The independent variables are a mix of categorical and continuous variables. The independent variable is represented by Dum GVC, Dum GVC1, DumGVC2, DumGVC3, and DumGVC4. Among independent variables, the variable DumVC reflects the context of venture capital and the variables DumGVC1, DumGVC2, DumGVC3, and DumGVC4 reflect the degree of participation of government venture capital in SMEs.

Through the above models, it is illustrated that venture capital has an effect on GDP, FDI, the development of startups, and SMEs. This is further confirmed by the results of research from Manigart, Sophie, and Harry Sapienza [14] and Jeong, Jihye, et al. [15] . Hence, there exists a correlation between GVC and SMEs as well as economic growth and startups.
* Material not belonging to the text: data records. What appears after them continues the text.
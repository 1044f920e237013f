//! Deterministic random number generation for deals.
//!
//! ## Key Features
//!
//! - **Deterministic**: Same seed produces the identical deal sequence
//! - **Serializable**: O(1) state capture and restore for session saves
//!
//! ## Usage
//!
//! ```
//! use pairflip::core::GameRng;
//!
//! let mut a = GameRng::new(42);
//! let mut b = GameRng::new(42);
//! assert_eq!(a.gen_range_usize(0..100), b.gen_range_usize(0..100));
//! ```

use rand::{Rng, SeedableRng};
use rand_chacha::ChaCha8Rng;
use serde::{Deserialize, Serialize};

/// Deterministic RNG behind every shuffle.
///
/// Uses ChaCha8 for speed while maintaining high-quality randomness.
/// A round owns one of these; replaying the same seed replays the
/// same sequence of deals across restarts.
#[derive(Clone, Debug)]
pub struct GameRng {
    inner: ChaCha8Rng,
    seed: u64,
}

impl GameRng {
    /// Create a new RNG with the given seed.
    #[must_use]
    pub fn new(seed: u64) -> Self {
        Self {
            inner: ChaCha8Rng::seed_from_u64(seed),
            seed,
        }
    }

    /// Create an RNG from OS entropy. For normal play, where replay
    /// is not needed.
    #[must_use]
    pub fn from_entropy() -> Self {
        Self::new(rand::random())
    }

    /// The seed this RNG was created with.
    #[must_use]
    pub fn seed(&self) -> u64 {
        self.seed
    }

    /// Generate a random usize in the given range.
    pub fn gen_range_usize(&mut self, range: std::ops::Range<usize>) -> usize {
        self.inner.gen_range(range)
    }

    /// Shuffle a slice in place (Fisher-Yates via `rand`).
    pub fn shuffle<T>(&mut self, slice: &mut [T]) {
        use rand::seq::SliceRandom;
        slice.shuffle(&mut self.inner);
    }

    /// Get the current state for serialization.
    #[must_use]
    pub fn state(&self) -> GameRngState {
        GameRngState {
            seed: self.seed,
            word_pos: self.inner.get_word_pos(),
        }
    }

    /// Restore from a saved state.
    #[must_use]
    pub fn from_state(state: &GameRngState) -> Self {
        let mut inner = ChaCha8Rng::seed_from_u64(state.seed);
        inner.set_word_pos(state.word_pos);
        Self {
            inner,
            seed: state.seed,
        }
    }
}

/// Serializable RNG state for checkpointing a session.
///
/// Uses the ChaCha8 word position for O(1) serialization regardless of
/// how many random numbers have been generated.
#[derive(Clone, Debug, PartialEq, Eq, Serialize, Deserialize)]
pub struct GameRngState {
    /// Original seed
    pub seed: u64,
    /// ChaCha8 word position (128-bit counter)
    pub word_pos: u128,
}

#[cfg(test)]
mod tests {
    use super::*;

    #[test]
    fn test_determinism() {
        let mut rng1 = GameRng::new(42);
        let mut rng2 = GameRng::new(42);

        for _ in 0..100 {
            assert_eq!(rng1.gen_range_usize(0..1000), rng2.gen_range_usize(0..1000));
        }
    }

    #[test]
    fn test_different_seeds() {
        let mut rng1 = GameRng::new(1);
        let mut rng2 = GameRng::new(2);

        let seq1: Vec<_> = (0..10).map(|_| rng1.gen_range_usize(0..1000)).collect();
        let seq2: Vec<_> = (0..10).map(|_| rng2.gen_range_usize(0..1000)).collect();

        assert_ne!(seq1, seq2);
    }

    #[test]
    fn test_shuffle() {
        let mut rng = GameRng::new(42);
        let mut data = vec![1, 2, 3, 4, 5, 6, 7, 8, 9, 10];
        let original = data.clone();

        rng.shuffle(&mut data);

        // Same elements, different order (very likely)
        assert_eq!(data.len(), original.len());
        assert_ne!(data, original);

        data.sort();
        assert_eq!(data, vec![1, 2, 3, 4, 5, 6, 7, 8, 9, 10]);
    }

    #[test]
    fn test_state_serialization() {
        let mut rng = GameRng::new(42);

        // Advance the RNG
        for _ in 0..100 {
            rng.gen_range_usize(0..1000);
        }

        let state = rng.state();

        let expected: Vec<_> = (0..10).map(|_| rng.gen_range_usize(0..1000)).collect();

        let mut restored = GameRng::from_state(&state);
        let actual: Vec<_> = (0..10).map(|_| restored.gen_range_usize(0..1000)).collect();

        assert_eq!(expected, actual);
    }

    #[test]
    fn test_state_serde() {
        let state = GameRngState {
            seed: 42,
            word_pos: 12345,
        };

        let json = serde_json::to_string(&state).unwrap();
        let deserialized: GameRngState = serde_json::from_str(&json).unwrap();

        assert_eq!(state, deserialized);
    }

    #[test]
    fn test_from_entropy_seeds_differ() {
        // Not a randomness test, just a sanity check that we are not
        // accidentally fixing the seed.
        let a = GameRng::from_entropy();
        let b = GameRng::from_entropy();
        assert_ne!(a.seed(), b.seed());
    }
}
//! The fixed pool of card faces.
//!
//! A round draws `difficulty / 2` distinct symbols from this pool and
//! duplicates each. The pool is deliberately larger than the biggest
//! difficulty needs (24 cards = 12 pairs) so every deal differs.

use serde::{Deserialize, Serialize};

/// Every glyph a card face can show.
pub const SYMBOL_POOL: [&str; 33] = [
    "\u{1F34E}", // 🍎
    "\u{1F34C}", // 🍌
    "\u{1F347}", // 🍇
    "\u{1F353}", // 🍓
    "\u{1F352}", // 🍒
    "\u{1F34D}", // 🍍
    "\u{1F95D}", // 🥝
    "\u{1F349}", // 🍉
    "\u{1F350}", // 🍐
    "\u{1F436}", // 🐶
    "\u{1F431}", // 🐱
    "\u{1F42D}", // 🐭
    "\u{1F439}", // 🐹
    "\u{1F430}", // 🐰
    "\u{1F98A}", // 🦊
    "\u{1F43B}", // 🐻
    "\u{1F43C}", // 🐼
    "\u{1F428}", // 🐨
    "\u{1F42F}", // 🐯
    "\u{1F981}", // 🦁
    "\u{1F42E}", // 🐮
    "\u{1F437}", // 🐷
    "\u{1F419}", // 🐙
    "\u{1F991}", // 🦑
    "\u{1F99E}", // 🦞
    "\u{1F980}", // 🦀
    "\u{1F420}", // 🐠
    "\u{1F41F}", // 🐟
    "\u{1F42C}", // 🐬
    "\u{1F308}", // 🌈
    "\u{1F525}", // 🔥
    "\u{2B50}",  // ⭐
    "\u{1F340}", // 🍀
];

/// A card face, identified by its index into [`SYMBOL_POOL`].
///
/// Two cards match when their symbols are equal. The renderer turns a
/// symbol into a glyph via [`Symbol::glyph`].
#[derive(Clone, Copy, Debug, PartialEq, Eq, Hash, Serialize, Deserialize)]
pub struct Symbol(u8);

impl Symbol {
    /// Create a symbol from a pool index.
    #[must_use]
    pub fn new(index: u8) -> Self {
        assert!(
            (index as usize) < SYMBOL_POOL.len(),
            "symbol index out of pool range"
        );
        Self(index)
    }

    /// Get the raw pool index.
    #[must_use]
    pub const fn raw(self) -> u8 {
        self.0
    }

    /// The glyph to render for this symbol.
    #[must_use]
    pub fn glyph(self) -> &'static str {
        SYMBOL_POOL[self.0 as usize]
    }
}

impl std::fmt::Display for Symbol {
    fn fmt(&self, f: &mut std::fmt::Formatter<'_>) -> std::fmt::Result {
        f.write_str(self.glyph())
    }
}
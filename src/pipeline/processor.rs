//! メッセージ処理（重複判定・各種フィルタ・読み上げ要求の送出）

use std::collections::HashSet;
use std::sync::Arc;

use parking_lot::Mutex;

use super::extractor;
use super::ledger::HistoryLedger;
use super::speech;
use crate::clock::Clock;
use crate::config::{ConfigHandle, PipelineSettings, ReaderConfig};
use crate::dom::ChatContainer;
use crate::lock::LeaderLock;
use crate::recency;
use crate::relay::{Relay, RelayError, RelayRequest};
use crate::text;

/// 1コンテナの処理結果
#[derive(Debug, Clone, Copy, PartialEq, Eq)]
pub enum ProcessOutcome {
    /// 既読マーク済み
    AlreadyRead,
    /// リーダーではない
    NotLeader,
    /// 投稿者または本文が無い（何も記録しない）
    NotAMessage,
    /// 履歴上の重複
    Duplicate,
    /// 時刻表示が古い
    Stale,
    /// ブロック対象ユーザー
    Blocked,
    /// `!`コマンド
    Command,
    /// 読み上げる本文が空
    Empty,
    /// 読み上げ要求を送った
    Dispatched,
    /// 読み上げ要求の送出に失敗した（履歴には記録済み）
    DispatchFailed,
}

impl ProcessOutcome {
    /// 既読として履歴に記録されたか
    pub fn is_recorded(self) -> bool {
        matches!(
            self,
            ProcessOutcome::Stale
                | ProcessOutcome::Blocked
                | ProcessOutcome::Command
                | ProcessOutcome::Empty
                | ProcessOutcome::Dispatched
                | ProcessOutcome::DispatchFailed
        )
    }
}

#[derive(Default)]
struct BlockListCache {
    raw: Option<String>,
    names: HashSet<String>,
}

impl BlockListCache {
    /// 設定文字列が変わったときだけ作り直す
    fn contains(&mut self, config: &ReaderConfig, normalized_name: &str) -> bool {
        if self.raw.as_deref() != Some(config.block_list.as_str()) {
            self.names = config.blocked_names();
            self.raw = Some(config.block_list.clone());
        }
        self.names.contains(normalized_name)
    }
}

/// メッセージ処理
pub struct MessageProcessor {
    config: ConfigHandle,
    lock: Arc<LeaderLock>,
    relay: Arc<dyn Relay>,
    clock: Arc<dyn Clock>,
    settings: PipelineSettings,
    ledger: Mutex<HistoryLedger>,
    block_list: Mutex<BlockListCache>,
}

impl MessageProcessor {
    pub fn new(
        config: ConfigHandle,
        lock: Arc<LeaderLock>,
        relay: Arc<dyn Relay>,
        clock: Arc<dyn Clock>,
        settings: PipelineSettings,
    ) -> Self {
        Self {
            config,
            lock,
            relay,
            clock,
            settings,
            ledger: Mutex::new(HistoryLedger::new(
                settings.history_retention_ms,
                settings.dedup_window_ms,
            )),
            block_list: Mutex::new(BlockListCache::default()),
        }
    }

    /// 履歴の件数
    pub fn history_len(&self) -> usize {
        self.ledger.lock().len()
    }

    /// コンテナを処理する
    ///
    /// `allow_stale`はリーダーだった時点で予約された処理に限り、その後リーダーを失っていても
    /// 最後まで処理させるためのもの。
    pub async fn process(&self, container: &dyn ChatContainer, allow_stale: bool) -> ProcessOutcome {
        if container.is_read() {
            return ProcessOutcome::AlreadyRead;
        }
        if self.lock.is_torn_down() || (!self.lock.is_leader() && !allow_stale) {
            return ProcessOutcome::NotLeader;
        }

        let now = self.clock.now_millis();
        self.ledger.lock().prune(now);

        let Some(message) = extractor::extract(container) else {
            return ProcessOutcome::NotAMessage;
        };
        if message.raw_text.is_empty() {
            return ProcessOutcome::NotAMessage;
        }

        let signature = message.signature();
        if self.ledger.lock().check_duplicate(&signature, now) {
            container.mark_read();
            tracing::trace!(signature = %signature, "🔁 重複メッセージをスキップ");
            return ProcessOutcome::Duplicate;
        }

        let config = self.config.snapshot();

        let outcome = if !message.time_text.is_empty()
            && !recency::is_recent(
                &message.time_text,
                self.clock.local_time(),
                self.settings.recency,
            ) {
            tracing::debug!(time = %message.time_text, "⏪ 時刻が古いためスキップ");
            Some(ProcessOutcome::Stale)
        } else if self.is_blocked(&config, &message.username) {
            tracing::debug!(user = %message.username, "🚫 ブロック対象ユーザー");
            Some(ProcessOutcome::Blocked)
        } else if config.ignore_command && message.text.starts_with('!') {
            tracing::debug!("⌨️ コマンドをスキップ");
            Some(ProcessOutcome::Command)
        } else if message.text.is_empty() {
            Some(ProcessOutcome::Empty)
        } else {
            None
        };

        // 読み上げ前に一度だけ記録と既読マークを行う
        self.ledger.lock().record(signature.clone(), now);
        container.mark_read();

        if let Some(outcome) = outcome {
            return outcome;
        }

        let payload = speech::build_speak_payload(&message, &signature, &config);
        tracing::info!(
            user = %message.username,
            reply = message.is_reply,
            text = %payload.text,
            "🗣️ 読み上げ要求"
        );

        match self
            .relay
            .request(RelayRequest::SpeakRequest { payload })
            .await
        {
            Ok(response) if response.success => ProcessOutcome::Dispatched,
            Ok(response) => {
                tracing::warn!(
                    error = response.error.as_deref().unwrap_or("unknown"),
                    "⚠️ 読み上げ要求が拒否されました"
                );
                ProcessOutcome::DispatchFailed
            }
            Err(RelayError::ContextInvalidated) => {
                self.lock.teardown();
                ProcessOutcome::DispatchFailed
            }
            Err(e) => {
                tracing::warn!(error = %e, "⚠️ 読み上げ要求を送れませんでした");
                ProcessOutcome::DispatchFailed
            }
        }
    }

    fn is_blocked(&self, config: &ReaderConfig, username: &str) -> bool {
        if config.block_list.is_empty() {
            return false;
        }
        let normalized = text::normalize_display_name(username);
        if normalized.is_empty() {
            return false;
        }
        self.block_list.lock().contains(config, &normalized)
    }

    /// 既に表示されているコンテナを読み上げずに既読として記録する
    pub fn remember_existing(&self, container: &dyn ChatContainer) {
        let now = self.clock.now_millis();
        if let Some(message) = extractor::extract(container) {
            if !message.raw_text.is_empty() {
                self.ledger.lock().record(message.signature(), now);
            }
        }
        container.mark_read();
    }
}

#[cfg(test)]
mod tests {
    use super::*;
    use crate::clock::ManualClock;
    use crate::config::ReaderConfig;
    use crate::dom::{ChatDocument, ElementNode, MemoryDocument};
    use crate::lock::{LockSettings, RuntimeContext};
    use crate::relay::{RelayResponse, SpeakPayload};
    use crate::store::MemoryStore;
    use async_trait::async_trait;
    use std::time::Duration;

    #[derive(Default)]
    struct CapturingRelay {
        sent: Mutex<Vec<SpeakPayload>>,
        fail_with: Mutex<Option<RelayError>>,
    }

    #[async_trait]
    impl Relay for CapturingRelay {
        async fn request(&self, request: RelayRequest) -> Result<RelayResponse, RelayError> {
            if let Some(error) = self.fail_with.lock().clone() {
                return Err(error);
            }
            if let RelayRequest::SpeakRequest { payload } = request {
                self.sent.lock().push(payload);
            }
            Ok(RelayResponse::ok())
        }

        async fn notify(&self, _request: RelayRequest) -> Result<(), RelayError> {
            Ok(())
        }
    }

    struct Fixture {
        doc: MemoryDocument,
        clock: Arc<ManualClock>,
        relay: Arc<CapturingRelay>,
        lock: Arc<LeaderLock>,
        config: ConfigHandle,
        processor: MessageProcessor,
    }

    impl Fixture {
        async fn new() -> Self {
            Self::at(12, 0).await
        }

        async fn at(hour: u32, minute: u32) -> Self {
            let clock = Arc::new(ManualClock::at(hour, minute));
            let store = Arc::new(MemoryStore::new());
            let lock = Arc::new(LeaderLock::new(
                store,
                Arc::new(RuntimeContext::new()),
                clock.clone(),
                LockSettings::default(),
            ));
            lock.claim(false).await;

            let relay = Arc::new(CapturingRelay::default());
            let config = ConfigHandle::new(ReaderConfig::default());
            let processor = MessageProcessor::new(
                config.clone(),
                lock.clone(),
                relay.clone(),
                clock.clone(),
                PipelineSettings::default(),
            );
            Self {
                doc: MemoryDocument::new("https://www.twitch.tv/popout/test/chat"),
                clock,
                relay,
                lock,
                config,
                processor,
            }
        }

        fn line(&self, user: &str, time: Option<&str>, text: &str) -> crate::dom::ContainerRef {
            let mut node = ElementNode::new("div").with_class("chat-line__message");
            if let Some(time) = time {
                node = node.with_child(
                    ElementNode::span()
                        .with_class("chat-line__timestamp")
                        .with_text(time),
                );
            }
            node = node
                .with_child(ElementNode::span().with_class("chat-line__username").with_text(user))
                .with_child(
                    ElementNode::span()
                        .with_attr("data-test-selector", "chat-line-message-body")
                        .with_text(text),
                );
            let id = self.doc.append(self.doc.root(), node);
            self.doc.handle(id)
        }

        fn sent_texts(&self) -> Vec<String> {
            self.relay.sent.lock().iter().map(|p| p.text.clone()).collect()
        }
    }

    #[tokio::test]
    async fn test_accepted_message_is_dispatched_once() {
        let fx = Fixture::new().await;
        let line = fx.line("alice", Some("12:00"), "hello");

        assert_eq!(fx.processor.process(line.as_ref(), false).await, ProcessOutcome::Dispatched);
        assert!(line.is_read());
        assert_eq!(fx.sent_texts(), vec!["hello"]);

        assert_eq!(fx.processor.process(line.as_ref(), false).await, ProcessOutcome::AlreadyRead);
    }

    #[tokio::test]
    async fn test_redrawn_copy_within_window_is_duplicate() {
        let fx = Fixture::new().await;
        let first = fx.line("alice", Some("12:00"), "hello");
        fx.processor.process(first.as_ref(), false).await;

        fx.clock.advance(Duration::from_millis(1000));
        let copy = fx.line("alice", Some("12:00"), "hello");
        assert_eq!(fx.processor.process(copy.as_ref(), false).await, ProcessOutcome::Duplicate);
        assert!(copy.is_read());

        // 窓の外なら同じ文面でも新規
        fx.clock.advance(Duration::from_millis(5000));
        let repeat = fx.line("alice", Some("12:00"), "hello");
        assert_eq!(fx.processor.process(repeat.as_ref(), false).await, ProcessOutcome::Dispatched);
        assert_eq!(fx.sent_texts().len(), 2);
    }

    #[tokio::test]
    async fn test_command_is_recorded_but_not_spoken() {
        let fx = Fixture::at(3, 14).await;
        let line = fx.line("Zed", Some("3:14"), "!skip http://x.com");

        assert_eq!(fx.processor.process(line.as_ref(), false).await, ProcessOutcome::Command);
        assert!(line.is_read());
        assert_eq!(fx.processor.history_len(), 1);
        assert!(fx.sent_texts().is_empty());
    }

    #[tokio::test]
    async fn test_stale_and_blocked_messages() {
        let fx = Fixture::new().await;
        let old = fx.line("alice", Some("8:00"), "old news");
        assert_eq!(fx.processor.process(old.as_ref(), false).await, ProcessOutcome::Stale);

        fx.config.update(|c| c.block_list = "Alice".to_string());
        let a = fx.line("alice", None, "hi");
        let b = fx.line("Ａｌｉｃｅ", None, "hi again");
        assert_eq!(fx.processor.process(a.as_ref(), false).await, ProcessOutcome::Blocked);
        assert_eq!(fx.processor.process(b.as_ref(), false).await, ProcessOutcome::Blocked);

        assert!(fx.sent_texts().is_empty());
        assert_eq!(fx.processor.history_len(), 3);

        // ブロックリストの変更は次の判定から反映される
        fx.config.update(|c| c.block_list = "bob".to_string());
        let c = fx.line("alice", None, "back again");
        assert_eq!(fx.processor.process(c.as_ref(), false).await, ProcessOutcome::Dispatched);
    }

    #[test]
    fn test_outcome_recorded_flags() {
        for outcome in [
            ProcessOutcome::Stale,
            ProcessOutcome::Blocked,
            ProcessOutcome::Command,
            ProcessOutcome::Empty,
            ProcessOutcome::Dispatched,
            ProcessOutcome::DispatchFailed,
        ] {
            assert!(outcome.is_recorded(), "{:?}", outcome);
        }
        for outcome in [
            ProcessOutcome::AlreadyRead,
            ProcessOutcome::NotLeader,
            ProcessOutcome::NotAMessage,
            ProcessOutcome::Duplicate,
        ] {
            assert!(!outcome.is_recorded(), "{:?}", outcome);
        }
    }

    #[tokio::test]
    async fn test_not_leader_unless_grandfathered() {
        let fx = Fixture::new().await;
        fx.lock.apply_change(&crate::store::StoreChange {
            key: crate::lock::ACTIVE_READER_KEY.to_string(),
            old_value: None,
            new_value: Some(serde_json::json!({"id": "other", "lastSeen": 1})),
        });
        assert!(!fx.lock.is_leader());

        let line = fx.line("alice", None, "hello");
        assert_eq!(fx.processor.process(line.as_ref(), false).await, ProcessOutcome::NotLeader);
        assert!(!line.is_read());

        assert_eq!(fx.processor.process(line.as_ref(), true).await, ProcessOutcome::Dispatched);
    }

    #[tokio::test]
    async fn test_missing_author_records_nothing() {
        let fx = Fixture::new().await;
        let id = fx.doc.append(
            fx.doc.root(),
            ElementNode::new("div")
                .with_class("chat-line__message")
                .with_text("system notice"),
        );
        let line = fx.doc.handle(id);

        assert_eq!(fx.processor.process(line.as_ref(), false).await, ProcessOutcome::NotAMessage);
        assert!(!line.is_read());
        assert_eq!(fx.processor.history_len(), 0);
    }

    #[tokio::test]
    async fn test_invalidated_relay_tears_down_lock() {
        let fx = Fixture::new().await;
        *fx.relay.fail_with.lock() = Some(RelayError::ContextInvalidated);

        let line = fx.line("alice", None, "hello");
        assert_eq!(
            fx.processor.process(line.as_ref(), false).await,
            ProcessOutcome::DispatchFailed
        );
        // 送出失敗でも記録済みなので再処理されない
        assert!(line.is_read());
        assert!(fx.lock.is_torn_down());
    }

    #[tokio::test]
    async fn test_remember_existing_marks_backlog() {
        let fx = Fixture::new().await;
        let line = fx.line("alice", None, "backlog");
        fx.processor.remember_existing(line.as_ref());
        assert!(line.is_read());

        let copy = fx.line("alice", None, "backlog");
        assert_eq!(fx.processor.process(copy.as_ref(), false).await, ProcessOutcome::Duplicate);
        assert_eq!(fx.doc.find_all(&[crate::dom::Selector::class("chat-line__message")]).len(), 2);
    }
}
4. Challenges of Venture Capital, Startups, and SMEs in Vietnam

Foreign investors have played a major role in funding Vietnamese startups. To encourage entrepreneurship, the Vietnamese government has established a number of funds at State and provincial/city level to support startups. Startups build on two key economic features of a startup: innovation and capacity to scale.

Domestic corporations are urged to invest more in Vietnamese startups, innovative startups in Vietnam mostly rely on their owners’ self-support and foreign resources. But domestic resources, though abundant, have not been unleashed in Vietnam. Startups in Vietnam have a lot of potential as well as development opportunities. However, startups and SMEs still face many difficulties in accessing financial resources. Furthermore, a significant limitation of Vietnamese businesses is rooted in the lack of business skills as well as startup skills. Research and development (R & D) capabilities are limited, and the country’s innovation system is still in its infancy. Although there is support from the government, the investment is uneven; it is difficult to access government financial resources, and administrative procedures are cumbersome.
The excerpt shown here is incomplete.